“The history contained in the wall map was
meant to inform domesticity as evidenced in Vermeer’s
The Art of Painting.” - Svetlana Alpers n
Mygrations hangs in an enclosed space separated from
other works in the gallery. Seen from a distance through
the doorway, it resembles a vista of muted aquamarine.
The blue stretches from ceiling to floor. The colour
cannot be wall paint; it doesn’t have that uniformity,
although its large-scale coverage does allude to a painted
wall.
Closer up it is immediately evident that the blue is
a large collage made entirely from small squares of
ocean maps. The upper edge cascades over a wide flat
ledge. We cannot step back far enough to take it all
in. The 2 sides of the work are framed by a narrow black
void, which gives Mygrations a detached, floating sensation.
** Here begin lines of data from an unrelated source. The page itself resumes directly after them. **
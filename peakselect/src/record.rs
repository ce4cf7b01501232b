//! merged-peak annotation records
//!
//! The merged-peak file is GFF-like: a fixed two-line preamble followed by
//! nine tab-separated columns, the last one holding `gene_id "<samples>"`.

use crate::{
    consts::{GFF_COLUMNS, PREAMBLE_LINES},
    error::{Error, Result},
};

use flate2::read::MultiGzDecoder;
use log::{info, warn};
use serde::Deserialize;

use std::{
    fs::File,
    io::{BufRead, BufReader},
    path::Path,
};

/// A single row of the merged-peak file.
#[derive(Debug, Clone, PartialEq, Eq, Deserialize)]
pub struct PeakRecord {
    pub chrom: String,
    pub source: String,
    pub method: String,
    pub start: u64,
    pub end: u64,
    pub score: String,
    pub strand: String,
    pub phase: String,
    pub attributes: String,
    /// 1-based line in the input file.
    #[serde(skip)]
    pub line: usize,
}

impl std::fmt::Display for PeakRecord {
    fn fmt(&self, f: &mut std::fmt::Formatter<'_>) -> std::fmt::Result {
        write!(f, "{}:{}-{} (line {})", self.chrom, self.start, self.end, self.line)
    }
}

/// Reads every record of a merged-peak file, `.gz` input included.
pub fn read_peaks<P: AsRef<Path>>(path: P) -> Result<Vec<PeakRecord>> {
    let path = path.as_ref();
    info!("Reading peaks from file {}", path.display());

    let file = File::open(path).map_err(|e| Error::io(path, e))?;
    let reader: Box<dyn BufRead> = match path.extension().and_then(|ext| ext.to_str()) {
        Some("gz") => Box::new(BufReader::new(MultiGzDecoder::new(file))),
        _ => Box::new(BufReader::new(file)),
    };

    let peaks = parse_peaks(reader, &path.display().to_string())?;

    if peaks.is_empty() {
        warn!("WARN: no records found in {}", path.display());
    } else {
        info!("Read {} peaks from file {}", peaks.len(), path.display());
    }

    Ok(peaks)
}

/// Parses records from any buffered source; `origin` names the source in errors.
pub fn parse_peaks<R: BufRead>(mut reader: R, origin: &str) -> Result<Vec<PeakRecord>> {
    let mut skipped = Vec::new();
    for _ in 0..PREAMBLE_LINES {
        skipped.clear();
        let bytes_read = reader
            .read_until(b'\n', &mut skipped)
            .map_err(|e| Error::io(origin, e))?;

        if bytes_read == 0 {
            return Ok(Vec::new());
        }
    }

    let mut rdr = csv::ReaderBuilder::new()
        .delimiter(b'\t')
        .has_headers(false)
        .quoting(false)
        .flexible(true)
        .from_reader(reader);

    let mut peaks = Vec::new();
    for result in rdr.records() {
        let record = result.map_err(|source| Error::ParseRecord {
            file: origin.to_string(),
            line: source.position().map_or(0, |pos| pos.line() as usize) + PREAMBLE_LINES,
            source,
        })?;

        let line = record
            .position()
            .map(|pos| pos.line() as usize + PREAMBLE_LINES)
            .unwrap_or(PREAMBLE_LINES + peaks.len() + 1);

        if record.len() != GFF_COLUMNS {
            return Err(Error::ColumnCount {
                file: origin.to_string(),
                line,
                found: record.len(),
            });
        }

        let mut peak: PeakRecord = record.deserialize(None).map_err(|source| Error::ParseRecord {
            file: origin.to_string(),
            line,
            source,
        })?;
        peak.line = line;
        peaks.push(peak);
    }

    Ok(peaks)
}

#[cfg(test)]
mod tests {
    use super::*;

    const PREAMBLE: &str = "##gff-version 3\n##merged peaks\n";

    fn parse(body: &str) -> Result<Vec<PeakRecord>> {
        let text = format!("{PREAMBLE}{body}");
        parse_peaks(text.as_bytes(), "test.gff")
    }

    #[test]
    fn test_reads_nine_columns_after_preamble() {
        let peaks = parse(
            "chr1\tmerge\tpeak\t100\t250\t.\t+\t.\tgene_id \"S_1_GR_1a_1\"\n\
             chr2\tmerge\tpeak\t5\t60\t12.5\t-\t0\tgene_id \"S_2_GR_2b_1,S_3_GR_2c_1\"\n",
        )
        .unwrap();

        assert_eq!(peaks.len(), 2);
        assert_eq!(peaks[0].chrom, "chr1");
        assert_eq!((peaks[0].start, peaks[0].end), (100, 250));
        assert_eq!(peaks[0].line, 3);
        assert_eq!(peaks[1].score, "12.5");
        assert_eq!(peaks[1].attributes, "gene_id \"S_2_GR_2b_1,S_3_GR_2c_1\"");
        assert_eq!(peaks[1].line, 4);
    }

    #[test]
    fn test_preamble_is_skipped_even_if_it_looks_like_data() {
        let text = "chr9\ta\tb\t1\t2\t.\t+\t.\tgene_id \"x\"\n\
                    chr9\ta\tb\t3\t4\t.\t+\t.\tgene_id \"x\"\n\
                    chr1\ta\tb\t5\t6\t.\t+\t.\tgene_id \"S_1_GR_1a_1\"\n";
        let peaks = parse_peaks(text.as_bytes(), "test.gff").unwrap();

        assert_eq!(peaks.len(), 1);
        assert_eq!(peaks[0].start, 5);
    }

    #[test]
    fn test_wrong_column_count_is_fatal() {
        let err = parse("chr1\tmerge\tpeak\t100\t250\t.\t+\n").unwrap_err();

        match err {
            Error::ColumnCount { line, found, .. } => {
                assert_eq!(line, 3);
                assert_eq!(found, 7);
            }
            other => panic!("unexpected error: {other}"),
        }
    }

    #[test]
    fn test_non_integer_coordinate_is_fatal() {
        let err = parse("chr1\tmerge\tpeak\tabc\t250\t.\t+\t.\tgene_id \"S_1_GR_1a_1\"\n")
            .unwrap_err();

        assert!(matches!(err, Error::ParseRecord { line: 3, .. }));
    }

    #[test]
    fn test_short_file_has_no_records() {
        assert!(parse_peaks("##only one line\n".as_bytes(), "x").unwrap().is_empty());
        assert!(parse("").unwrap().is_empty());
    }

    #[test]
    fn test_empty_lines_are_ignored() {
        let peaks = parse("\nchr1\tm\tp\t1\t2\t.\t+\t.\tgene_id \"S_1_GR_1a_1\"\n\n").unwrap();
        assert_eq!(peaks.len(), 1);
    }
}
It ripples gently in the forced air currents of the
gallery and in response to our nearby movements.
The softly lit surface reflects hundreds of slightly
irregular rows. Each 2cm edge of map ever so slightly
overlaps the next square creating an undulating effect.
Our perspective appears aerial, as though looking down
at the ocean from a jet. Far below, we see what could
be long rolling swells extending in all directions to
a circular chain of small islands. In the centre there
is only a vast expanse of blue.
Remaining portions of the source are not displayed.